> [WHAT YOU SHOULD DO]
The answer is a number and only a number: how many lines of the data include the string "commit"?

Collected data
//! Resource payload files.
//!
//! Binary payloads of resources live outside the database:
//!
//! ```text
//! <storage_dir>/Resources/
//! ├─ data/<note local id>/<resource local id>.dat
//! └─ alternateData/<note local id>/<resource local id>.dat
//! ```
//!
//! A payload is first written to a `.new` sibling and then renamed into
//! place. When both payloads of a resource change, the previous alternate
//! file is parked as `.old` for the duration of the swap:
//!
//! 1. `alt.dat` -> `alt.dat.old`
//! 2. `alt.dat.new` -> `alt.dat`
//! 3. `data.dat.new` -> `data.dat`
//! 4. remove `alt.dat.old`
//!
//! Every read first repairs whatever an interrupted swap left behind, see
//! [`BlobStore::recover`].
//!
//! Writers inside a database transaction do not touch the files directly.
//! They stage their changes in [`StagedPayloads`], which the owner of the
//! transaction applies after the commit and drops on rollback.

use std::cell::RefCell;
use std::fs::{self, File};
use std::io::{ErrorKind, Read, Write};
use std::path::{Path, PathBuf};

use crate::core::error::{FileOp, Result, StorageError};

const RESOURCES_DIR: &str = "Resources";
const DATA_EXT: &str = "dat";
const NEW_SUFFIX: &str = ".new";
const OLD_SUFFIX: &str = ".old";

/// One of the two payload namespaces of a resource.
#[derive(Debug, Clone, Copy, PartialEq, Eq)]
pub enum Payload {
    Data,
    AlternateData,
}

impl Payload {
    fn dir_name(self) -> &'static str {
        match self {
            Payload::Data => "data",
            Payload::AlternateData => "alternateData",
        }
    }
}

/// Payload bytes to store for a resource; `None` leaves that payload untouched.
#[derive(Debug, Clone, Copy, Default)]
pub struct PayloadWrite<'a> {
    pub data: Option<&'a [u8]>,
    pub alternate_data: Option<&'a [u8]>,
}

/// A payload change waiting for its transaction to commit.
#[derive(Debug, Clone, PartialEq, Eq)]
enum StagedChange {
    Write {
        note_local_id: String,
        resource_local_id: String,
        data: Option<Vec<u8>>,
        alternate_data: Option<Vec<u8>>,
    },
    Relocate {
        from_note_local_id: String,
        to_note_local_id: String,
        resource_local_id: String,
    },
}

impl StagedChange {
    fn resource_local_id(&self) -> &str {
        match self {
            StagedChange::Write { resource_local_id, .. }
            | StagedChange::Relocate { resource_local_id, .. } => resource_local_id,
        }
    }
}

/// Payload changes collected during one transaction, in staging order.
#[derive(Debug, Default)]
pub struct StagedPayloads {
    changes: RefCell<Vec<StagedChange>>,
}

impl StagedPayloads {
    /// Queues a payload write. Bodies are copied, nothing hits the disk yet.
    pub fn write(&self, note_local_id: &str, resource_local_id: &str, write: PayloadWrite<'_>) {
        if write.data.is_none() && write.alternate_data.is_none() {
            return;
        }
        self.changes.borrow_mut().push(StagedChange::Write {
            note_local_id: note_local_id.to_owned(),
            resource_local_id: resource_local_id.to_owned(),
            data: write.data.map(<[u8]>::to_vec),
            alternate_data: write.alternate_data.map(<[u8]>::to_vec),
        });
    }

    /// Queues moving the payload files of a resource to another note.
    pub fn relocate(&self, from_note_local_id: &str, to_note_local_id: &str, resource_local_id: &str) {
        self.changes.borrow_mut().push(StagedChange::Relocate {
            from_note_local_id: from_note_local_id.to_owned(),
            to_note_local_id: to_note_local_id.to_owned(),
            resource_local_id: resource_local_id.to_owned(),
        });
    }

    pub fn is_empty(&self) -> bool {
        self.changes.borrow().is_empty()
    }

    /// Forgets every staged change.
    pub fn discard(&self) {
        self.changes.borrow_mut().clear();
    }

    /// Applies and clears the staged changes. Every change is attempted; the
    /// first failure is returned.
    pub fn apply(&self, blobs: &BlobStore) -> Result<()> {
        let changes = self.changes.take();
        let mut first_err = None;
        for change in changes {
            let result = match &change {
                StagedChange::Write {
                    note_local_id,
                    resource_local_id,
                    data,
                    alternate_data,
                } => blobs.write(
                    note_local_id,
                    resource_local_id,
                    PayloadWrite {
                        data: data.as_deref(),
                        alternate_data: alternate_data.as_deref(),
                    },
                ),
                StagedChange::Relocate {
                    from_note_local_id,
                    to_note_local_id,
                    resource_local_id,
                } => blobs.relocate(from_note_local_id, to_note_local_id, resource_local_id),
            };
            if let Err(e) = result {
                log::warn!(
                    "Failed to store payloads of resource {}: {e}",
                    change.resource_local_id()
                );
                first_err.get_or_insert(e);
            }
        }
        first_err.map_or(Ok(()), Err)
    }
}

/// File-backed store for resource payloads rooted at an account's storage dir.
#[derive(Debug, Clone)]
pub struct BlobStore {
    root: PathBuf,
}

fn with_suffix(path: &Path, suffix: &str) -> PathBuf {
    let mut os = path.as_os_str().to_os_string();
    os.push(suffix);
    PathBuf::from(os)
}

fn rename(from: &Path, to: &Path) -> Result<()> {
    fs::rename(from, to).map_err(|e| StorageError::fs(FileOp::Rename, from, e))
}

/// Removes a file, treating an already missing file as success.
fn remove_file(path: &Path) -> Result<()> {
    match fs::remove_file(path) {
        Ok(()) => Ok(()),
        Err(e) if e.kind() == ErrorKind::NotFound => Ok(()),
        Err(e) => Err(StorageError::fs(FileOp::Remove, path, e)),
    }
}

fn remove_dir(path: &Path) -> Result<()> {
    match fs::remove_dir_all(path) {
        Ok(()) => Ok(()),
        Err(e) if e.kind() == ErrorKind::NotFound => Ok(()),
        Err(e) => Err(StorageError::fs(FileOp::Remove, path, e)),
    }
}

fn write_file(path: &Path, bytes: &[u8]) -> Result<()> {
    if let Some(parent) = path.parent() {
        fs::create_dir_all(parent).map_err(|e| StorageError::fs(FileOp::CreateDir, parent, e))?;
    }
    let mut file = File::create(path).map_err(|e| StorageError::fs(FileOp::Open, path, e))?;
    file.write_all(bytes)
        .map_err(|e| StorageError::fs(FileOp::Write, path, e))?;
    file.flush()
        .map_err(|e| StorageError::fs(FileOp::Flush, path, e))?;
    file.sync_all()
        .map_err(|e| StorageError::fs(FileOp::Flush, path, e))
}

impl BlobStore {
    pub fn new(storage_dir: &Path) -> Self {
        Self {
            root: storage_dir.join(RESOURCES_DIR),
        }
    }

    pub fn root(&self) -> &Path {
        &self.root
    }

    /// Canonical path of one payload of a resource.
    pub fn path(&self, payload: Payload, note_local_id: &str, resource_local_id: &str) -> PathBuf {
        self.root
            .join(payload.dir_name())
            .join(note_local_id)
            .join(format!("{resource_local_id}.{DATA_EXT}"))
    }

    /// Stores the given payloads of a resource.
    ///
    /// A single payload is swapped in with one rename. Two payloads go
    /// through the four-step swap described in the module docs.
    pub fn write(&self, note_local_id: &str, resource_local_id: &str, write: PayloadWrite<'_>) -> Result<()> {
        let data_path = self.path(Payload::Data, note_local_id, resource_local_id);
        let alt_path = self.path(Payload::AlternateData, note_local_id, resource_local_id);
        let data_new = with_suffix(&data_path, NEW_SUFFIX);
        let alt_new = with_suffix(&alt_path, NEW_SUFFIX);

        if write.data.is_none() && write.alternate_data.is_none() {
            return Ok(());
        }
        self.recover(note_local_id, resource_local_id)?;

        match (write.data, write.alternate_data) {
            (None, None) => Ok(()),
            (Some(data), None) => {
                write_file(&data_new, data)?;
                rename(&data_new, &data_path)
            }
            (None, Some(alt)) => {
                write_file(&alt_new, alt)?;
                rename(&alt_new, &alt_path)
            }
            (Some(data), Some(alt)) => {
                write_file(&alt_new, alt)?;
                write_file(&data_new, data)?;

                let alt_old = with_suffix(&alt_path, OLD_SUFFIX);
                if alt_path.exists() {
                    rename(&alt_path, &alt_old)?;
                }
                rename(&alt_new, &alt_path)?;
                rename(&data_new, &data_path)?;
                remove_file(&alt_old)
            }
        }
    }

    /// Brings the files of one resource back to a consistent state after an
    /// interrupted [`write`](Self::write).
    ///
    /// * A surviving `data.new` means the swap never reached step 3: the
    ///   parked alternate file is restored and both `.new` files dropped.
    /// * Otherwise a parked `alt.old` is dropped when the swapped-in
    ///   alternate file exists, or moved back when it does not.
    /// * Any remaining `.new` file is a write that never got renamed.
    ///
    /// Safe to call any number of times.
    pub fn recover(&self, note_local_id: &str, resource_local_id: &str) -> Result<()> {
        let data_path = self.path(Payload::Data, note_local_id, resource_local_id);
        let alt_path = self.path(Payload::AlternateData, note_local_id, resource_local_id);
        let data_new = with_suffix(&data_path, NEW_SUFFIX);
        let alt_new = with_suffix(&alt_path, NEW_SUFFIX);
        let alt_old = with_suffix(&alt_path, OLD_SUFFIX);

        if data_new.exists() {
            log::warn!(
                "Rolling back interrupted payload write of resource {resource_local_id}"
            );
            if alt_old.exists() {
                rename(&alt_old, &alt_path)?;
            }
            remove_file(&data_new)?;
            remove_file(&alt_new)?;
            return Ok(());
        }

        if alt_old.exists() {
            if alt_path.exists() {
                log::warn!(
                    "Completing interrupted payload write of resource {resource_local_id}"
                );
                remove_file(&alt_old)?;
            } else {
                log::warn!(
                    "Restoring alternate payload of resource {resource_local_id} from backup"
                );
                rename(&alt_old, &alt_path)?;
            }
        }

        remove_file(&alt_new)
    }

    /// Reads one payload, recovering first. A missing file reads as `None`.
    pub fn read(
        &self,
        payload: Payload,
        note_local_id: &str,
        resource_local_id: &str,
    ) -> Result<Option<Vec<u8>>> {
        self.recover(note_local_id, resource_local_id)?;
        let path = self.path(payload, note_local_id, resource_local_id);
        let mut file = match File::open(&path) {
            Ok(f) => f,
            Err(e) if e.kind() == ErrorKind::NotFound => return Ok(None),
            Err(e) => return Err(StorageError::fs(FileOp::Open, &path, e)),
        };
        let mut bytes = Vec::new();
        file.read_to_end(&mut bytes)
            .map_err(|e| StorageError::fs(FileOp::Read, &path, e))?;
        Ok(Some(bytes))
    }

    /// Removes one payload of a resource together with its transient siblings.
    pub fn remove_payload(&self, payload: Payload, note_local_id: &str, resource_local_id: &str) -> Result<()> {
        let path = self.path(payload, note_local_id, resource_local_id);
        remove_file(&with_suffix(&path, NEW_SUFFIX))?;
        remove_file(&with_suffix(&path, OLD_SUFFIX))?;
        remove_file(&path)?;
        if path.exists() {
            return Err(StorageError::fs(
                FileOp::Remove,
                &path,
                std::io::Error::new(ErrorKind::Other, "file still exists after removal"),
            ));
        }
        Ok(())
    }

    /// Moves both payloads of a resource under another note. Missing files
    /// are skipped.
    pub fn relocate(&self, from_note_local_id: &str, to_note_local_id: &str, resource_local_id: &str) -> Result<()> {
        if from_note_local_id == to_note_local_id {
            return Ok(());
        }
        self.recover(from_note_local_id, resource_local_id)?;
        for payload in [Payload::Data, Payload::AlternateData] {
            let from = self.path(payload, from_note_local_id, resource_local_id);
            if !from.exists() {
                continue;
            }
            let to = self.path(payload, to_note_local_id, resource_local_id);
            if let Some(parent) = to.parent() {
                fs::create_dir_all(parent)
                    .map_err(|e| StorageError::fs(FileOp::CreateDir, parent, e))?;
            }
            rename(&from, &to)?;
        }
        Ok(())
    }

    /// Removes both payloads of a resource.
    pub fn remove_resource(&self, note_local_id: &str, resource_local_id: &str) -> Result<()> {
        self.remove_payload(Payload::Data, note_local_id, resource_local_id)?;
        self.remove_payload(Payload::AlternateData, note_local_id, resource_local_id)
    }

    /// Removes every payload of a note.
    pub fn remove_note(&self, note_local_id: &str) -> Result<()> {
        for payload in [Payload::Data, Payload::AlternateData] {
            remove_dir(&self.root.join(payload.dir_name()).join(note_local_id))?;
        }
        Ok(())
    }

    /// Removes the payloads of several notes, attempting every note and
    /// returning the first failure.
    pub fn remove_notes<I, S>(&self, note_local_ids: I) -> Result<()>
    where
        I: IntoIterator<Item = S>,
        S: AsRef<str>,
    {
        let mut first_err = None;
        for id in note_local_ids {
            if let Err(e) = self.remove_note(id.as_ref()) {
                log::warn!("Failed to remove payloads of note {}: {e}", id.as_ref());
                first_err.get_or_insert(e);
            }
        }
        first_err.map_or(Ok(()), Err)
    }

    /// Drops the whole payload tree.
    pub fn clear(&self) -> Result<()> {
        remove_dir(&self.root)
    }
}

> [TASK SOLUTION]
2